INPUT
= Beginning of Section =

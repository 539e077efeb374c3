// Copyright 2026 James Casey
// SPDX-License-Identifier: Apache-2.0

//! Command implementations for the `lpp` CLI.

pub mod build;
pub mod check;
pub mod tokens;

use camino::Utf8Path;
use lpp_core::chem::{resolve_chemicals, TableResolver};
use lpp_core::context::{build_simulation, Simulation};
use lpp_core::imports::{link_imports, FsLoader};
use lpp_core::parse::parse;
use lpp_core::source_analysis::{find_chemicals, find_identifiers, scan, Diagnostics, Severity};
use miette::{IntoDiagnostic, Result, WrapErr};
use tracing::debug;

use crate::diagnostic::{with_source, CompileDiagnostic};

/// Everything the front end produces for one root source file.
pub(crate) struct Compiled {
    pub simulation: Simulation,
    pub diagnostics: Diagnostics,
}

/// Reads a source file into memory.
pub(crate) fn read_source(path: &Utf8Path) -> Result<String> {
    std::fs::read_to_string(path)
        .into_diagnostic()
        .wrap_err_with(|| format!("Failed to read '{path}'"))
}

/// Runs the full front end on one root file: scan, classify words,
/// link imports, resolve chemical synonyms, parse, and build the
/// simulation context.
pub(crate) fn compile(path: &Utf8Path, source: &str) -> Result<Compiled> {
    let path_str = path.as_str();
    let (mut stream, mut diagnostics) = scan(source);
    debug!(file = %path, tokens = stream.len(), "scanned");

    let identifiers = find_identifiers(&stream);
    find_chemicals(&mut stream, &identifiers);

    let mut stream = link_imports(path.to_owned(), stream, &FsLoader, &mut diagnostics)
        .map_err(|e| with_source(e, path_str, source))?;

    let resolver = TableResolver::with_common_compounds();
    resolve_chemicals(&mut stream, &resolver).map_err(|e| with_source(e, path_str, source))?;

    let mut parsed = parse(&stream).map_err(|e| with_source(e, path_str, source))?;
    diagnostics.append(&mut parsed.diagnostics);

    let name = path.file_stem().unwrap_or("simulation");
    let mut built =
        build_simulation(name, &parsed.program).map_err(|e| with_source(e, path_str, source))?;
    diagnostics.append(&mut built.diagnostics);

    Ok(Compiled {
        simulation: built.simulation,
        diagnostics,
    })
}

/// Renders every collected diagnostic and returns the number of errors
/// among them.
pub(crate) fn report_diagnostics(diagnostics: &Diagnostics, path: &str, source: &str) -> usize {
    let mut errors = 0;
    for entry in diagnostics.entries() {
        if entry.severity == Severity::Error {
            errors += 1;
        }
        let report =
            miette::Report::new(CompileDiagnostic::from_core_diagnostic(entry, path, source));
        eprintln!("{report:?}");
    }
    errors
}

= End of Section =

Go through the records and pull out each line that includes the word "FsLoader".

use lpp_core::imports::{link_imports, FsLoader};
    let mut stream = link_imports(path.to_owned(), stream, &FsLoader, &mut diagnostics)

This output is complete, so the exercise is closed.